◆ **WORK TO BE COMPLETED**: Go through the data and retrieve each line that includes the string "Creates".
BEGIN EXERCISE INPUTS
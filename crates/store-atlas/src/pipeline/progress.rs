//! Progress reporting for the store pipeline.
//!
//! The pipeline runs synchronously from start to finish; progress updates
//! only tell an observer (the CLI log, a test) which stage it is in.
//!
//! # Example
//!
//! ```rust,ignore
//! use store_atlas::{AtlasConfig, Pipeline};
//!
//! let result = Pipeline::builder()
//!     .config(AtlasConfig::default())
//!     .on_progress(|update| {
//!         println!("[{:.0}%] {}", update.progress * 100.0, update.message);
//!     })
//!     .build()?
//!     .run()?;
//! ```

use serde::{Deserialize, Serialize};

/// Stages of a pipeline run.
#[derive(Debug, Clone, Copy, PartialEq, Eq, Hash, Serialize, Deserialize)]
#[serde(rename_all = "snake_case")]
pub enum PipelineStage {
    /// Reading the source table
    Loading,
    /// Counting nulls and collecting rows with a missing city
    Inspecting,
    /// Filling cities and normalizing brands
    Cleaning,
    /// Narrowing the table to single countries
    Scoping,
    /// Writing the cleaned tables
    Persisting,
    /// Computing summary statistics and chart series
    Summarizing,
    /// Drawing charts
    Charting,
    /// Pipeline completed successfully
    Complete,
    /// Pipeline failed with an error
    Failed,
}

impl PipelineStage {
    /// Returns a human-readable name for the stage.
    pub fn display_name(&self) -> &'static str {
        match self {
            Self::Loading => "Loading Data",
            Self::Inspecting => "Inspecting Data",
            Self::Cleaning => "Cleaning Data",
            Self::Scoping => "Scoping Countries",
            Self::Persisting => "Saving Tables",
            Self::Summarizing => "Summarizing",
            Self::Charting => "Rendering Charts",
            Self::Complete => "Complete",
            Self::Failed => "Failed",
        }
    }

    /// Returns the cumulative progress at the start of this stage.
    pub fn base_progress(&self) -> f32 {
        match self {
            Self::Loading => 0.0,
            Self::Inspecting => 0.25,
            Self::Cleaning => 0.35,
            Self::Scoping => 0.55,
            Self::Persisting => 0.60,
            Self::Summarizing => 0.75,
            Self::Charting => 0.90,
            Self::Complete => 1.0,
            Self::Failed => 0.0,
        }
    }
}

/// A progress notification.
#[derive(Debug, Clone, Serialize, Deserialize)]
pub struct ProgressUpdate {
    /// Current pipeline stage
    pub stage: PipelineStage,

    /// Overall progress (0.0 - 1.0) at the start of the stage
    pub progress: f32,

    /// Human-readable message describing current activity
    pub message: String,
}

impl ProgressUpdate {
    /// Creates a progress update for the start of a stage.
    pub fn new(stage: PipelineStage, message: impl Into<String>) -> Self {
        Self {
            stage,
            progress: stage.base_progress(),
            message: message.into(),
        }
    }

    /// Creates a completion progress update.
    pub fn complete(message: impl Into<String>) -> Self {
        Self::new(PipelineStage::Complete, message)
    }

    /// Creates a failed progress update.
    pub fn failed(message: impl Into<String>) -> Self {
        Self::new(PipelineStage::Failed, message)
    }
}

/// Receives progress updates from the pipeline.
pub trait ProgressReporter {
    fn report(&self, update: ProgressUpdate);
}

/// Wrapper that implements [`ProgressReporter`] using a closure.
pub struct ClosureProgressReporter<F>
where
    F: Fn(ProgressUpdate),
{
    callback: F,
}

impl<F> ClosureProgressReporter<F>
where
    F: Fn(ProgressUpdate),
{
    /// Creates a new closure-based progress reporter.
    pub fn new(callback: F) -> Self {
        Self { callback }
    }
}

impl<F> ProgressReporter for ClosureProgressReporter<F>
where
    F: Fn(ProgressUpdate),
{
    fn report(&self, update: ProgressUpdate) {
        (self.callback)(update);
    }
}

#[cfg(test)]
mod tests {
    use super::*;
    use std::cell::RefCell;
    use std::rc::Rc;

    #[test]
    fn test_stage_progress_is_monotonic() {
        let order = [
            PipelineStage::Loading,
            PipelineStage::Inspecting,
            PipelineStage::Cleaning,
            PipelineStage::Scoping,
            PipelineStage::Persisting,
            PipelineStage::Summarizing,
            PipelineStage::Charting,
            PipelineStage::Complete,
        ];
        for pair in order.windows(2) {
            assert!(pair[0].base_progress() < pair[1].base_progress());
        }
    }

    #[test]
    fn test_update_constructors() {
        let update = ProgressUpdate::new(PipelineStage::Cleaning, "Filling cities");
        assert_eq!(update.progress, 0.35);
        assert_eq!(ProgressUpdate::complete("done").progress, 1.0);
        assert_eq!(ProgressUpdate::failed("boom").stage, PipelineStage::Failed);
    }

    #[test]
    fn test_closure_reporter() {
        let seen = Rc::new(RefCell::new(Vec::new()));
        let sink = Rc::clone(&seen);
        let reporter = ClosureProgressReporter::new(move |update: ProgressUpdate| {
            sink.borrow_mut().push(update.stage);
        });

        reporter.report(ProgressUpdate::new(PipelineStage::Loading, "Loading"));
        reporter.report(ProgressUpdate::complete("done"));

        assert_eq!(
            *seen.borrow(),
            vec![PipelineStage::Loading, PipelineStage::Complete]
        );
    }

    #[test]
    fn test_stage_serialization() {
        let json = serde_json::to_string(&PipelineStage::Persisting).unwrap();
        assert_eq!(json, "\"persisting\"");
    }
}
END EXERCISE INPUTS
◆ **OUTPUT BELOW**:
    /// Creates a progress update for the start of a stage.
    /// Creates a completion progress update.
    /// Creates a failed progress update.
    /// Creates a new closure-based progress reporter.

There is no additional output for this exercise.